The streets of Jerusalem are ablaze with the color orange – which has become a potent symbol of solidarity with the Jews scheduled for expulsion from Gaza. Strips of orange are cropping up everywhere: On apartment porches, on children’s bookbags, on briefcases, in wrist bracelets. Orange ribbons are festooned on automobiles, on flagpoles, on tree branches, in gardens – a bumper crop. One can sense a gradual turning in public opinion against the proposed eviction and withdrawal. Even the recent polls – although not always to be trusted – show a clear swing away from governmental policy. Another very powerful sign is also widespread: bumper stickers reading, Yehudi lo megaresh Yehudi – “A Jew does not drive out another Jew.”
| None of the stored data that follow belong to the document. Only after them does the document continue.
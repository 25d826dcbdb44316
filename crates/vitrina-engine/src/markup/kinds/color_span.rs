/// Color span syntax `[text]{color}` with owned delimiter constants.
///
/// The color token is carried to the renderer verbatim (hex code or named
/// color); it is not validated here.
pub struct ColorSpanSyntax;

impl ColorSpanSyntax {
    pub const OPEN_TEXT: u8 = b'[';
    pub const CLOSE_TEXT: u8 = b']';
    pub const OPEN_COLOR: u8 = b'{';
    pub const CLOSE_COLOR: u8 = b'}';
}
/// A cursor for byte-by-byte markup scanning with position tracking.
///
/// Matching functions clone the cursor before consuming input and assign the
/// clone back to roll the position back when a construct fails to close.
#[derive(Clone)]
pub struct Cursor<'a> {
    /// The string being scanned.
    pub s: &'a str,
    /// Current byte index into `s`.
    pub i: usize,
}

impl<'a> Cursor<'a> {
    /// Creates a new cursor at the start of `s`.
    pub fn new(s: &'a str) -> Self {
        Self { s, i: 0 }
    }

    /// Returns the current byte position.
    pub fn pos(&self) -> usize {
        self.i
    }

    /// Returns true if at end of string.
    pub fn eof(&self) -> bool {
        self.i >= self.s.len()
    }

    /// Peeks at the current byte without advancing.
    pub fn peek(&self) -> Option<u8> {
        self.s.as_bytes().get(self.i).copied()
    }

    /// Checks if the remaining input starts with the given byte pattern.
    pub fn starts_with(&self, pat: &[u8]) -> bool {
        self.s.as_bytes()[self.i..].starts_with(pat)
    }

    /// Advances by one byte, returning the consumed byte.
    pub fn bump(&mut self) -> Option<u8> {
        let b = self.s.as_bytes().get(self.i).copied()?;
        self.i += 1;
        Some(b)
    }

    /// Advances by `n` bytes.
    pub fn bump_n(&mut self, n: usize) {
        self.i += n;
    }

    /// The source text between two positions.
    ///
    /// Positions must lie on character boundaries; the scanner only slices
    /// at ASCII delimiter positions, which always are.
    pub fn slice(&self, start: usize, end: usize) -> &'a str {
        &self.s[start..end]
    }
}
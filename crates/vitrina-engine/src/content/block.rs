use serde::{Deserialize, Serialize};
use uuid::Uuid;

use crate::locale::Localized;

/// One discrete content unit within a post.
///
/// The id is an opaque string, unique within the owning post's block
/// sequence. No cross-block references exist, so uniqueness is the only
/// integrity the model relies on.
#[derive(Debug, Clone, PartialEq, Serialize, Deserialize)]
pub struct Block {
    pub id: String,
    #[serde(flatten)]
    pub body: BlockBody,
}

impl Block {
    /// Create a block with a freshly minted id.
    pub fn new(body: BlockBody) -> Self {
        Self {
            id: Uuid::new_v4().to_string(),
            body,
        }
    }

    /// The localized markup source for text-bearing kinds, `None` otherwise.
    pub fn markup_source(&self) -> Option<&Localized<String>> {
        match &self.body {
            BlockBody::Header { content }
            | BlockBody::Text { content }
            | BlockBody::Subtitle { content } => Some(content),
            _ => None,
        }
    }
}

/// Per-kind block payload.
///
/// Textual fields hold plain text in the four inline markup syntaxes; there
/// is no escape sequence for literal `[`, `]`, `{`, `}` or `*` (known
/// limitation — such characters render literally when they don't form a
/// complete construct).
#[derive(Debug, Clone, PartialEq, Serialize, Deserialize)]
#[serde(tag = "kind", rename_all = "snake_case")]
pub enum BlockBody {
    /// Large heading text.
    Header { content: Localized<String> },
    /// Smaller heading text.
    Subtitle { content: Localized<String> },
    /// Body text.
    Text { content: Localized<String> },
    /// A single image.
    Image {
        url: String,
        #[serde(default)]
        alt: Localized<String>,
        #[serde(default)]
        no_border: bool,
        #[serde(default)]
        enlargeable: bool,
        #[serde(default)]
        pixelated: bool,
    },
    /// An image grid with per-item captions parallel to `urls`.
    Grid {
        urls: Vec<String>,
        #[serde(default)]
        captions: Localized<Vec<String>>,
        #[serde(default)]
        show_captions: bool,
        #[serde(default)]
        enlargeable: bool,
    },
    /// A row of external-link buttons.
    Link { buttons: Vec<Button> },
    /// An embedded video.
    Video { url: String },
    /// A 3D model with an optional texture asset.
    Model3d {
        url: String,
        #[serde(default, skip_serializing_if = "Option::is_none")]
        texture_url: Option<String>,
    },
    /// An auto-advancing image carousel.
    Carousel {
        urls: Vec<String>,
        #[serde(default)]
        captions: Localized<Vec<String>>,
        #[serde(default = "default_carousel_delay")]
        delay_ms: u64,
        #[serde(default)]
        show_captions: bool,
    },
}

fn default_carousel_delay() -> u64 {
    3000
}

/// One button of a link block.
#[derive(Debug, Clone, PartialEq, Serialize, Deserialize)]
pub struct Button {
    pub label: Localized<String>,
    pub url: String,
    pub background_color: String,
    pub text_color: String,
    pub hover_color: String,
}
/// One node of the parsed-markup output tree.
///
/// Fragments own their text: they are ephemeral values recomputed on every
/// parse, never persisted. `children` is always a fully-resolved sequence —
/// no further markup scanning is ever applied to it.
#[derive(Debug, Clone, PartialEq, Eq)]
pub enum Fragment {
    /// Plain text that isn't part of any markup construct.
    Text(String),
    /// An activatable reference: `[text](url)`.
    Link {
        url: String,
        /// Caller-supplied styling hint; the renderer falls back to its own
        /// link color when absent.
        color: Option<String>,
        children: Vec<Fragment>,
    },
    /// Text tinted with a color value: `[text]{color}`. The color token is
    /// carried as-is, not validated.
    ColorSpan {
        color: String,
        children: Vec<Fragment>,
    },
    /// Strong emphasis: `**text**`.
    Bold { children: Vec<Fragment> },
    /// Emphasis: `*text*`.
    Italic { children: Vec<Fragment> },
}

impl Fragment {
    /// Plain-text fragment from any string-ish value.
    pub fn text(s: impl Into<String>) -> Self {
        Fragment::Text(s.into())
    }

    /// The nested fragments of a structured node, empty for plain text.
    pub fn children(&self) -> &[Fragment] {
        match self {
            Fragment::Text(_) => &[],
            Fragment::Link { children, .. }
            | Fragment::ColorSpan { children, .. }
            | Fragment::Bold { children }
            | Fragment::Italic { children } => children,
        }
    }
}
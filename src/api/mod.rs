use axum::{Router, routing::post};
use std::sync::Arc;
use tower_http::cors::{Any, CorsLayer};

use crate::config::AuditConfig;
use crate::orchestrator::AuditOrchestrator;

pub mod handlers;
pub mod models;

#[derive(Clone)]
pub struct AppState {
    pub orchestrator: Arc<AuditOrchestrator>,
    pub config: AuditConfig,
}

pub fn create_router(orchestrator: Arc<AuditOrchestrator>, config: AuditConfig) -> Router {
    // CORS configuration
    let cors = CorsLayer::new()
        .allow_origin(Any)
        .allow_methods(Any)
        .allow_headers(Any);

    Router::new()
        .route("/api/audit", post(handlers::audit_handler))
        .with_state(AppState {
            orchestrator,
            config,
        })
        .layer(cors)
}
No one seems to understand what Sharon has in mind. We hope Sharon does. One might have expected this of a Peres or of one of the left-wing doves. But what caused Arik Sharon — this old soldier who was the hero of the settlers, who encouraged them to build and develop barren lands — to turn his back on his most passionate supporters? In the election for Prime Minister, Sharon overwhelmingly thrashed Amram Mitzna who had proposed this kind of withdrawal. For Sharon now to adopt the rejected plan of his opponent boggles the mind. His former supporters are more than puzzled and disappointed; they feel betrayed. No one can figure out what grand strategic purpose is being met by this one-sided retreat. Israel receives nothing in return – except winks and nods – and the Arabs interpret it as yet another victory for terror. The frustration is deepened by the fact that many leading military people consider Gaza and its 25-mile coastline to be of immense strategic value.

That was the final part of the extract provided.